◆ Work item
Reproduce the opening lines of the records exactly, please, stopping after the line that contains "throttled status word.".

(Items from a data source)
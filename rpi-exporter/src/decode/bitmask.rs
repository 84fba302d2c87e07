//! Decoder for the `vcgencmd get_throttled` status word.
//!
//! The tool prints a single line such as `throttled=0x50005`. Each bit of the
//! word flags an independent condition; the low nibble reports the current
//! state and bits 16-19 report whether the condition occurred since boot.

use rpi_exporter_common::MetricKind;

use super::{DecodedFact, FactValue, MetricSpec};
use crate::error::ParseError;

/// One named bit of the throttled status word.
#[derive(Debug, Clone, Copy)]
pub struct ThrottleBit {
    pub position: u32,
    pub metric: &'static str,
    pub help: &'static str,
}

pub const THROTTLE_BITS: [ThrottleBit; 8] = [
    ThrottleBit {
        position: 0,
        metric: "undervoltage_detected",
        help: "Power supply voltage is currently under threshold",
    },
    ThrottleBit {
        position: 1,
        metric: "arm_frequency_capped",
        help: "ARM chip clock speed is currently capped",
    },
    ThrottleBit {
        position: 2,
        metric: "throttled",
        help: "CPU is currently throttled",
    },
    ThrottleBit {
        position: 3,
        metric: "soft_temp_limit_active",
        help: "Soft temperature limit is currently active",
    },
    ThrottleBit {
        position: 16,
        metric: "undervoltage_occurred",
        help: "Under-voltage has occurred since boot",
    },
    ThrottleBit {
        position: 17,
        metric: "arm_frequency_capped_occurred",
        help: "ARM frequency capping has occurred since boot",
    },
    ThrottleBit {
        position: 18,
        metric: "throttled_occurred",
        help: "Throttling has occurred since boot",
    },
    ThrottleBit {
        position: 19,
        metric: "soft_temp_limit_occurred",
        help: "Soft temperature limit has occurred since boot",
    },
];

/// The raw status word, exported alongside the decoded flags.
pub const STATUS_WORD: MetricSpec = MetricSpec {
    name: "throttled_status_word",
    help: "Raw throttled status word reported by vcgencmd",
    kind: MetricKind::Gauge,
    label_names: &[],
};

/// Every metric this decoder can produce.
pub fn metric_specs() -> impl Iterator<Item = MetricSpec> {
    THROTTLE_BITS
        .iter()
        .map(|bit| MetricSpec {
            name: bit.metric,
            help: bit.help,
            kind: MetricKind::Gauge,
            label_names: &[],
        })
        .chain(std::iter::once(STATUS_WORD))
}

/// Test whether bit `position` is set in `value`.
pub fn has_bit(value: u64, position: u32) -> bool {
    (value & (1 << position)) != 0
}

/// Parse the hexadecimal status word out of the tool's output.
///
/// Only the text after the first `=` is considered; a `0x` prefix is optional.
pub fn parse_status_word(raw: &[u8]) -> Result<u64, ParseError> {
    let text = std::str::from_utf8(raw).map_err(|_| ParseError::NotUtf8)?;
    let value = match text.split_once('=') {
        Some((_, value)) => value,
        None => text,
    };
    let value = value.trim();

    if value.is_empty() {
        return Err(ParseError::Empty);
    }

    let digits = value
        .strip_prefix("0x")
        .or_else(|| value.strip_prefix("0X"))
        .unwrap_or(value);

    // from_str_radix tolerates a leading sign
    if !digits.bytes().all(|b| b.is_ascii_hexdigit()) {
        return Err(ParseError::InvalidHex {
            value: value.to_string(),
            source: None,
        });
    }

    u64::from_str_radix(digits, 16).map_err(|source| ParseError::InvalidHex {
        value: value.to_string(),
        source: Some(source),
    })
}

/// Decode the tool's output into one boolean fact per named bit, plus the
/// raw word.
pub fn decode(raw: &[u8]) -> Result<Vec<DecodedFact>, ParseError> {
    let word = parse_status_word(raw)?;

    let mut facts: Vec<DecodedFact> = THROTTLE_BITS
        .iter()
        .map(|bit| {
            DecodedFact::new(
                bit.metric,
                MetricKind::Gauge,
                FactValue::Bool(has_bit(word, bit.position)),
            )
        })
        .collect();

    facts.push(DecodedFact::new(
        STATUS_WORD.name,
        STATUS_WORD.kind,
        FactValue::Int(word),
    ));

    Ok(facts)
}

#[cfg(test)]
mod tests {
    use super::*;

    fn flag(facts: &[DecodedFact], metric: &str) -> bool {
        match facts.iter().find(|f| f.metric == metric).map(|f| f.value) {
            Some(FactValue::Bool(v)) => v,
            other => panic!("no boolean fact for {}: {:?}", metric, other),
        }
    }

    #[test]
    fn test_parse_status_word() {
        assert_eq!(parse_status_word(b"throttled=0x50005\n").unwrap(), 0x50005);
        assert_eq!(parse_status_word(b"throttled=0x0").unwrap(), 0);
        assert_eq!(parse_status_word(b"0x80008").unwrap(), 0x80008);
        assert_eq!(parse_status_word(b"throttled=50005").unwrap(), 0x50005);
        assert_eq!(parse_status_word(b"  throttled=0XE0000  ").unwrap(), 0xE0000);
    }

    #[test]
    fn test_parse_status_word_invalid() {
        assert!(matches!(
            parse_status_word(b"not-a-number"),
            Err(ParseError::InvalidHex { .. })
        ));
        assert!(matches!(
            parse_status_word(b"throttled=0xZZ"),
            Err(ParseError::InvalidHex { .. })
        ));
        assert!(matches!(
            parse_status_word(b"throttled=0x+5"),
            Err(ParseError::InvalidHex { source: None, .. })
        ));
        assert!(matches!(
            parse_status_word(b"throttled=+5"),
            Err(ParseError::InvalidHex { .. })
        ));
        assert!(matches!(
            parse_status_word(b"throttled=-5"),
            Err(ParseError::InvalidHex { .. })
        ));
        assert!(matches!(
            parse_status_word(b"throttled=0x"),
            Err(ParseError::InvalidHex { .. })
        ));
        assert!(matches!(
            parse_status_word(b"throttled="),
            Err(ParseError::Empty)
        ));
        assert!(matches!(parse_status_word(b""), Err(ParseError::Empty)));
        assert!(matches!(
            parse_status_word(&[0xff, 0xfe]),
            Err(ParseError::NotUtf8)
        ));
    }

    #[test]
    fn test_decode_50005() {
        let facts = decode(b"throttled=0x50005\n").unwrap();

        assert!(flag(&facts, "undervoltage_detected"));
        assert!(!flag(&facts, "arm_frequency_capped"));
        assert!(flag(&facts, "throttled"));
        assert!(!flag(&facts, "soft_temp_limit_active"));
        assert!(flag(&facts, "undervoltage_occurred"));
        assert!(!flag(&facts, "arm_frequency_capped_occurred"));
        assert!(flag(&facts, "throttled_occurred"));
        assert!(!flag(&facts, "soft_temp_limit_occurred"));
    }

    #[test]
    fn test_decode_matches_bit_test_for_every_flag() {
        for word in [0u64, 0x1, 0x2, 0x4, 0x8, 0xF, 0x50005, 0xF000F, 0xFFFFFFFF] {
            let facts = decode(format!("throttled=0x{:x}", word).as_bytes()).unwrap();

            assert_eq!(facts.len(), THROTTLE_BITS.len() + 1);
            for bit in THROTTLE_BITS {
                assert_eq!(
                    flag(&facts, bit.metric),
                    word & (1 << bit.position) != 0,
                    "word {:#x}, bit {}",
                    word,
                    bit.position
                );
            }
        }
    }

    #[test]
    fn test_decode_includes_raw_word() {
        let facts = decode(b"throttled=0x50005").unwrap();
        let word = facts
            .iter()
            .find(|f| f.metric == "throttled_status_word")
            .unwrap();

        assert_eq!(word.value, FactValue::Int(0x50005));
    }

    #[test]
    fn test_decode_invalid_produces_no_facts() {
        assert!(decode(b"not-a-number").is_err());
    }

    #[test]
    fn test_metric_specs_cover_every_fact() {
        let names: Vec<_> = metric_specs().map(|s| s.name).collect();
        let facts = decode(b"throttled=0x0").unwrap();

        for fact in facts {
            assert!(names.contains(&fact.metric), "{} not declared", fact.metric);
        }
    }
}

◆ Answer box
filename rpi-exporter/src/decode/bitmask.rs
repository 84fba302d2c87e07
//! Decoder for the `vcgencmd get_throttled` status word.
//!
//! The tool prints a single line such as `throttled=0x50005`. Each bit of the
//! word flags an independent condition; the low nibble reports the current
//! state and bits 16-19 report whether the condition occurred since boot.

use rpi_exporter_common::MetricKind;

use super::{DecodedFact, FactValue, MetricSpec};
use crate::error::ParseError;

/// One named bit of the throttled status word.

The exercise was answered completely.